The immunity to R.equi is highly complex and requires orchestrated activity of a variety of immune regulators and effectors . Antibodies are passed from the dam to the foal via colostrum. Immunity to R.equi in horses likely depends on both humoral and cell-mediated immune responses. R.equi-specific antibodies enhance phagosome-lysosome fusion, thereby enhancing the ability of alveolar macrophages to kill R.equi. Antibodies to the VapA proteins do not provide complete protection from R.equi but have been shown to enhance the pulmonary clearance of R.equi following heavy intrabronchial challenge in foals (Hooper-McGrevy 2001). Clearance of R.equi in adult horses is associated with a significant increase in bronchoalveolar lavage fluid CD4+ and CD8+ lymphocytes, lymphoproliferative responses to R.equi antigens, development of R.equi-specific cytotoxic T lymphocytes, and IFN-γ induction (Hines 2001 and 2003; Lopez 1002; Patton 2004). It is speculated that foals are immunocompromised in some way or that infection with virulent R.equi alters the immune responses in foals. Deficiency of IFN-γ may be at the reason for foal's susceptibility to R.equi infections.

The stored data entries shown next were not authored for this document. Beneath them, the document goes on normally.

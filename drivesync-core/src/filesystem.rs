//! Revision-tracking model of the synced tree.
//!
//! Entries live in an arena keyed by [`RemoteId`]. Each entry stores only its
//! name and parent; a children index (`parent → name → id`) answers path
//! lookups. Moving a directory relinks one entry and leaves its subtree alone.
//!
//! All paths handled here are relative to the synced root; the empty path is
//! the root itself.

use std::collections::{BTreeMap, HashMap};
use std::path::{Component, Path, PathBuf};

use crate::error::StateError;
use crate::types::{RemoteId, TrackedFile};

#[derive(Debug, Clone)]
pub struct FileSystem {
    revision: u64,
    entries: HashMap<RemoteId, TrackedFile>,
    children: HashMap<RemoteId, BTreeMap<String, RemoteId>>,
}

impl Default for FileSystem {
    fn default() -> Self {
        Self::new()
    }
}

impl FileSystem {
    /// Empty tree at revision 0 holding only the root sentinel.
    pub fn new() -> Self {
        let root = TrackedFile::root();
        let mut entries = HashMap::new();
        let mut children = HashMap::new();
        children.insert(root.id.clone(), BTreeMap::new());
        entries.insert(root.id.clone(), root);
        Self {
            revision: 0,
            entries,
            children,
        }
    }

    /// Rebuild a tree from persisted entries, validating parent links.
    pub fn from_entries(
        revision: u64,
        entries: impl IntoIterator<Item = TrackedFile>,
    ) -> Result<Self, StateError> {
        let mut fs = Self::new();
        fs.revision = revision;

        let mut pending: Vec<TrackedFile> = entries
            .into_iter()
            .filter(|entry| !entry.id.is_root())
            .collect();

        // Parents may be listed after their children; insert in passes.
        while !pending.is_empty() {
            let before = pending.len();
            let mut deferred = Vec::new();
            for entry in pending {
                let parent_known = entry
                    .parent
                    .as_ref()
                    .map(|parent| fs.entries.contains_key(parent))
                    .unwrap_or(false);
                if parent_known {
                    fs.insert(entry)?;
                } else {
                    deferred.push(entry);
                }
            }
            if deferred.len() == before {
                let orphan = &deferred[0];
                return Err(StateError::Integrity(format!(
                    "entry {} ('{}') has no tracked parent",
                    orphan.id, orphan.name
                )));
            }
            pending = deferred;
        }

        Ok(fs)
    }

    // -----------------------------------------------------------------------
    // Revision cursor
    // -----------------------------------------------------------------------

    pub fn revision(&self) -> u64 {
        self.revision
    }

    /// Advance the revision cursor. Returns `false` (and keeps the current
    /// value) when `revision` would move the cursor backwards.
    pub fn update_revision(&mut self, revision: u64) -> bool {
        if revision < self.revision {
            return false;
        }
        self.revision = revision;
        true
    }

    // -----------------------------------------------------------------------
    // Queries
    // -----------------------------------------------------------------------

    pub fn get(&self, id: &RemoteId) -> Option<&TrackedFile> {
        self.entries.get(id)
    }

    pub fn contains(&self, id: &RemoteId) -> bool {
        self.entries.contains_key(id)
    }

    /// Number of tracked entries, root excluded.
    pub fn len(&self) -> usize {
        self.entries.len() - 1
    }

    /// `true` when nothing but the root is tracked.
    pub fn is_empty(&self) -> bool {
        self.len() == 0
    }

    /// All entries in unspecified order, root included.
    pub fn entries(&self) -> impl Iterator<Item = &TrackedFile> {
        self.entries.values()
    }

    /// Direct children of `id`, sorted by name.
    pub fn children(&self, id: &RemoteId) -> Vec<&TrackedFile> {
        self.children
            .get(id)
            .map(|names| {
                names
                    .values()
                    .filter_map(|child| self.entries.get(child))
                    .collect()
            })
            .unwrap_or_default()
    }

    /// Remote identity of the entry at `path` (relative to the root).
    pub fn id_for_path(&self, path: &Path) -> Option<&RemoteId> {
        let mut current = self.entries.get(&RemoteId::root()).map(|root| &root.id)?;
        for component in path.components() {
            match component {
                Component::Normal(name) => {
                    let name = name.to_str()?;
                    current = self.children.get(current)?.get(name)?;
                }
                Component::CurDir => {}
                _ => return None,
            }
        }
        Some(current)
    }

    pub fn get_by_path(&self, path: &Path) -> Option<&TrackedFile> {
        self.id_for_path(path).and_then(|id| self.entries.get(id))
    }

    /// Path of `id` relative to the root, built by walking parent links.
    pub fn path_of(&self, id: &RemoteId) -> Option<PathBuf> {
        let mut names = Vec::new();
        let mut current = self.entries.get(id)?;
        while let Some(parent) = current.parent.as_ref() {
            names.push(current.name.as_str());
            current = self.entries.get(parent)?;
        }
        Some(names.iter().rev().collect())
    }

    // -----------------------------------------------------------------------
    // Mutation
    // -----------------------------------------------------------------------

    /// Track `file` under its parent. Re-inserting a known id updates it in
    /// place, relinking when its parent or name changed.
    pub fn insert(&mut self, file: TrackedFile) -> Result<(), StateError> {
        if file.id.is_root() {
            return Err(StateError::RootImmutable);
        }
        let parent = file.parent.clone().ok_or_else(|| {
            StateError::Integrity(format!("non-root entry {} has no parent", file.id))
        })?;
        if !self.entries.contains_key(&parent) {
            return Err(StateError::UnknownParent {
                id: file.id,
                parent,
            });
        }

        if self.entries.contains_key(&file.id) {
            self.relink(&file.id, &parent, &file.name)?;
            if let Some(entry) = self.entries.get_mut(&file.id) {
                entry.is_dir = file.is_dir;
                entry.checksum = file.checksum;
            }
            return Ok(());
        }

        self.claim_name(&parent, &file.name, &file.id)?;
        if file.is_dir {
            self.children.entry(file.id.clone()).or_default();
        }
        self.entries.insert(file.id.clone(), file);
        Ok(())
    }

    /// Move and/or rename `id` to `name` under `new_parent`.
    pub fn relink(
        &mut self,
        id: &RemoteId,
        new_parent: &RemoteId,
        name: &str,
    ) -> Result<(), StateError> {
        if id.is_root() {
            return Err(StateError::RootImmutable);
        }
        let (old_parent, old_name) = match self.entries.get(id) {
            Some(entry) => (entry.parent.clone(), entry.name.clone()),
            None => return Err(StateError::UnknownEntry(id.clone())),
        };
        if !self.entries.contains_key(new_parent) {
            return Err(StateError::UnknownParent {
                id: id.clone(),
                parent: new_parent.clone(),
            });
        }
        if old_parent.as_ref() == Some(new_parent) && old_name == name {
            return Ok(());
        }
        if self.is_ancestor_or_self(id, new_parent) {
            return Err(StateError::Cycle {
                id: id.clone(),
                parent: new_parent.clone(),
            });
        }

        self.claim_name(new_parent, name, id)?;
        if let Some(old_parent) = old_parent.as_ref() {
            self.release_name(old_parent, &old_name, id);
        }
        if let Some(entry) = self.entries.get_mut(id) {
            entry.parent = Some(new_parent.clone());
            entry.name = name.to_owned();
        }
        Ok(())
    }

    /// Stop tracking `id` and everything beneath it. Returns the removed ids
    /// with the relative paths they had, parents before children.
    pub fn remove(&mut self, id: &RemoteId) -> Result<Vec<(RemoteId, PathBuf)>, StateError> {
        if id.is_root() {
            return Err(StateError::RootImmutable);
        }
        let base = self
            .path_of(id)
            .ok_or_else(|| StateError::UnknownEntry(id.clone()))?;

        let mut removed = Vec::new();
        let mut stack = vec![(id.clone(), base)];
        while let Some((current, path)) = stack.pop() {
            if let Some(names) = self.children.remove(&current) {
                for (name, child) in names {
                    stack.push((child, path.join(name)));
                }
            }
            removed.push((current, path));
        }

        if let Some(entry) = self.entries.get(id) {
            if let Some(parent) = entry.parent.clone() {
                let name = entry.name.clone();
                self.release_name(&parent, &name, id);
            }
        }
        for (removed_id, _) in &removed {
            self.entries.remove(removed_id);
        }
        removed.sort_by_key(|(_, path)| path.components().count());
        Ok(removed)
    }

    pub fn set_checksum(
        &mut self,
        id: &RemoteId,
        checksum: Option<String>,
    ) -> Result<(), StateError> {
        let entry = self
            .entries
            .get_mut(id)
            .ok_or_else(|| StateError::UnknownEntry(id.clone()))?;
        entry.checksum = checksum;
        Ok(())
    }

    // -----------------------------------------------------------------------
    // Internals
    // -----------------------------------------------------------------------

    fn claim_name(&mut self, parent: &RemoteId, name: &str, id: &RemoteId) -> Result<(), StateError> {
        let names = self.children.entry(parent.clone()).or_default();
        match names.get(name) {
            Some(existing) if existing != id => Err(StateError::NameTaken {
                parent: parent.clone(),
                name: name.to_owned(),
                existing: existing.clone(),
            }),
            _ => {
                names.insert(name.to_owned(), id.clone());
                Ok(())
            }
        }
    }

    fn release_name(&mut self, parent: &RemoteId, name: &str, id: &RemoteId) {
        if let Some(names) = self.children.get_mut(parent) {
            if names.get(name) == Some(id) {
                names.remove(name);
            }
        }
    }

    fn is_ancestor_or_self(&self, ancestor: &RemoteId, id: &RemoteId) -> bool {
        let mut current = Some(id);
        while let Some(cursor) = current {
            if cursor == ancestor {
                return true;
            }
            current = self.entries.get(cursor).and_then(|e| e.parent.as_ref());
        }
        false
    }
}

Pulmonary lesions consist of suppurative bronchopneumonia with miliary to multifocal pyogranulomas. The typical findings include multiple firm, nodules separated by congested and partly atelectic lung. Nodules vary in size and some foci coalesce to form large lesions. Lesions are bilateral in most foals, although exceptions do occur. Suppurative tracheobronchial lymphadenopathy often is present. Pyogranulomas are sometimes encapsulated. Bronchial lymph nodes are typically enlarged, swollen and edematous and caseonecrotic foci may be present.
Histologically, the lesions are predominately pyogranulomatous. Early lesions are characterized by cellular influx into alveolar spaces, with macrophages, multinucleate giant cells and neutrophils. Neutrophils and macrophages contain intracellular gram-positive coccobacilli. As the disease progresses, necrosis involves alveolar sepate and spread to affect larger areas of the lungs, producing the caseous necrotic foci seen macroscopically.
Concurrent multifocal ulcerative colitis and typhlitis, and mesenteric lymphadenopathy occurs in about 50% of cases. Occassionally, a large abdominal abscess will form most often in a mesenteric lymph node. Peritonitis and adhesions frequently are present. Abscesses and pyogranulomatous lesions can occur anywhere in the body.